• **GIVEN RECORDS**
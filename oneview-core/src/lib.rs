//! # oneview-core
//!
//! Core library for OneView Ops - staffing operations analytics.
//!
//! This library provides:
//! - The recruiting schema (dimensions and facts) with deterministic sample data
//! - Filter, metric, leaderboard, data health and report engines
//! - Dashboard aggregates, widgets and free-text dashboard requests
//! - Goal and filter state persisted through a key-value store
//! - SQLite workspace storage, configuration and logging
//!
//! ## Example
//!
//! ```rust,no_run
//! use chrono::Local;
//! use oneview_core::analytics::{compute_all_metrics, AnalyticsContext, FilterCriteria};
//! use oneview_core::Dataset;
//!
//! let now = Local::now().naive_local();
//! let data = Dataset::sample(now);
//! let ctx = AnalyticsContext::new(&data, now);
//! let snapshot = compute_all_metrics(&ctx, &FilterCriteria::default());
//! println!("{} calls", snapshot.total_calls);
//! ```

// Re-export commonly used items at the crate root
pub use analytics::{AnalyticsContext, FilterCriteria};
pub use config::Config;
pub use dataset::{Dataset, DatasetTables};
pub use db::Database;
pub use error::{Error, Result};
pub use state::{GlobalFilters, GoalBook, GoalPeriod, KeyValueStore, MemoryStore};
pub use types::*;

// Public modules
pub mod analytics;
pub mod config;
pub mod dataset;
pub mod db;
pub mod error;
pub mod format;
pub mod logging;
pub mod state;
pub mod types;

---

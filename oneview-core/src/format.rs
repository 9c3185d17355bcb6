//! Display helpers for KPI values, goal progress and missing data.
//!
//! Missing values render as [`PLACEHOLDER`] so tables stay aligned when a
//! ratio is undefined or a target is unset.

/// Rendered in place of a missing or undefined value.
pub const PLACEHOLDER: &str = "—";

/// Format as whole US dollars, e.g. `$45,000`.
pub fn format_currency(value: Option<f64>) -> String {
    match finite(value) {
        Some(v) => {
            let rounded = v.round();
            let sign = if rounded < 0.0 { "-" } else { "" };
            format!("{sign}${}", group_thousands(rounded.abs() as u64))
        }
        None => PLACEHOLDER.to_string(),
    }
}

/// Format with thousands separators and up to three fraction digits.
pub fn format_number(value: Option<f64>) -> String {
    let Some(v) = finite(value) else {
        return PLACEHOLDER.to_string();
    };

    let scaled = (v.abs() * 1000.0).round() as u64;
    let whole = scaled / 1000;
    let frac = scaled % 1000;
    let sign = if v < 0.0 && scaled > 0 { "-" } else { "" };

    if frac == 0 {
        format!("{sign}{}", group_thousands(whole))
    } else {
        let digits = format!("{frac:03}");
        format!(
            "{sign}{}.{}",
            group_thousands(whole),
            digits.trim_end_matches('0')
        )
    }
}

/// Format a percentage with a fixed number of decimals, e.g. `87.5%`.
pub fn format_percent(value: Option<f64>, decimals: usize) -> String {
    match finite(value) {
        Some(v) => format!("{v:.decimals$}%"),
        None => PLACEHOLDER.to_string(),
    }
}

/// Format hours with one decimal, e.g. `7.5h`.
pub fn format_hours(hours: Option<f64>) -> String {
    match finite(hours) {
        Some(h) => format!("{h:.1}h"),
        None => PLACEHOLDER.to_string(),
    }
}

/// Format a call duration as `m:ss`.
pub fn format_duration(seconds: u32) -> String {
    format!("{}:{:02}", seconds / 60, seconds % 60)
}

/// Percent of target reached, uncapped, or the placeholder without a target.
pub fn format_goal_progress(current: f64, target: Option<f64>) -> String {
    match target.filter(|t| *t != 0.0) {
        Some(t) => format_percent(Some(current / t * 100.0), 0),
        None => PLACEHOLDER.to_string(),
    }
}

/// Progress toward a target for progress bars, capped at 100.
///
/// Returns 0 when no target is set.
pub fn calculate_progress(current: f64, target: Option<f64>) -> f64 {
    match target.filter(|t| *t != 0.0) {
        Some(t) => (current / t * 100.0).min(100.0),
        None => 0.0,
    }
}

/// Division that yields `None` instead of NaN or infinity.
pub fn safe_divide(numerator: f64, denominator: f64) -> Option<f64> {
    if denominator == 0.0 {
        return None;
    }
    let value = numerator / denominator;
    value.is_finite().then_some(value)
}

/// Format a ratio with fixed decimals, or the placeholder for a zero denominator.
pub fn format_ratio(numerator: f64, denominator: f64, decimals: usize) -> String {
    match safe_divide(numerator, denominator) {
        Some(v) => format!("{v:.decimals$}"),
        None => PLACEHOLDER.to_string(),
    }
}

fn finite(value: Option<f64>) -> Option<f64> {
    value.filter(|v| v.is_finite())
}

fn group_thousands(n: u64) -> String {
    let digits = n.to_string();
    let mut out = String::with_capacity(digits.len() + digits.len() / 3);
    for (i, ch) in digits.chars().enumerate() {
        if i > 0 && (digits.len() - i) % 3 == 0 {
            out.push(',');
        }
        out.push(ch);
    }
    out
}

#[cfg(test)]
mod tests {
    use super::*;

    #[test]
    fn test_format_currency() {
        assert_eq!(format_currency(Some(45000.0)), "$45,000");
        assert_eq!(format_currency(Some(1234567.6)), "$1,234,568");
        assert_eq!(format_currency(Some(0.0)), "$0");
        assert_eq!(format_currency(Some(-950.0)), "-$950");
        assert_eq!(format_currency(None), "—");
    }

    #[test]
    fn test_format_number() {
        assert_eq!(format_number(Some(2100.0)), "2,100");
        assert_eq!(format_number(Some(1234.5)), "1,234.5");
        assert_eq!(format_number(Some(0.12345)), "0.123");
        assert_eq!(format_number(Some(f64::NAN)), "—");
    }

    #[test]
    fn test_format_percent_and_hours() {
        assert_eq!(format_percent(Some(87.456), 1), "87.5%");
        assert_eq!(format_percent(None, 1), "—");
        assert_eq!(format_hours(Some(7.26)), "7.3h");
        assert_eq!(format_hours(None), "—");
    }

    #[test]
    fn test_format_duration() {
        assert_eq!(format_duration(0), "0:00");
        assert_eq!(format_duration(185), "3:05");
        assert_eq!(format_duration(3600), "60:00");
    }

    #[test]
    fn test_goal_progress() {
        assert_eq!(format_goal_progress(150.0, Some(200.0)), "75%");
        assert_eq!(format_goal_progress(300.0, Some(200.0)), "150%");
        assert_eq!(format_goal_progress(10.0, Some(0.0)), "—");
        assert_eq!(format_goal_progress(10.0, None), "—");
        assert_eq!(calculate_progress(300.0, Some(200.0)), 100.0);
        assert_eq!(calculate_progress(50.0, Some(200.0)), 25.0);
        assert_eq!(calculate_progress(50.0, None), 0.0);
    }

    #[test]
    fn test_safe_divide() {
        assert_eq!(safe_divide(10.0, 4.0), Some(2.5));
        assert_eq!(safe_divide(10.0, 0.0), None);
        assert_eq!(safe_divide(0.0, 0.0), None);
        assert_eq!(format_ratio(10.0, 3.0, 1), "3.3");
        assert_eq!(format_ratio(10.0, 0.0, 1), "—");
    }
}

• **ASSIGNMENT**
Restate word for word the lines in the material above from the one with "staffing operations analytics." to the one with "pub mod types;"; both of those lines count, and nothing else does.

• **TASK OUTPUT**
//! Core library for OneView Ops - staffing operations analytics.
//!
//! This library provides:
//! - The recruiting schema (dimensions and facts) with deterministic sample data
//! - Filter, metric, leaderboard, data health and report engines
//! - Dashboard aggregates, widgets and free-text dashboard requests
//! - Goal and filter state persisted through a key-value store
//! - SQLite workspace storage, configuration and logging
//!
//! ## Example
//!
//! ```rust,no_run
//! use chrono::Local;
//! use oneview_core::analytics::{compute_all_metrics, AnalyticsContext, FilterCriteria};
//! use oneview_core::Dataset;
//!
//! let now = Local::now().naive_local();
//! let data = Dataset::sample(now);
//! let ctx = AnalyticsContext::new(&data, now);
//! let snapshot = compute_all_metrics(&ctx, &FilterCriteria::default());
//! println!("{} calls", snapshot.total_calls);
//! ```

// Re-export commonly used items at the crate root
pub use analytics::{AnalyticsContext, FilterCriteria};
pub use config::Config;
pub use dataset::{Dataset, DatasetTables};
pub use db::Database;
pub use error::{Error, Result};
pub use state::{GlobalFilters, GoalBook, GoalPeriod, KeyValueStore, MemoryStore};
pub use types::*;

// Public modules
pub mod analytics;
pub mod config;
pub mod dataset;
pub mod db;
pub mod error;
pub mod format;
pub mod logging;
pub mod state;
pub mod types;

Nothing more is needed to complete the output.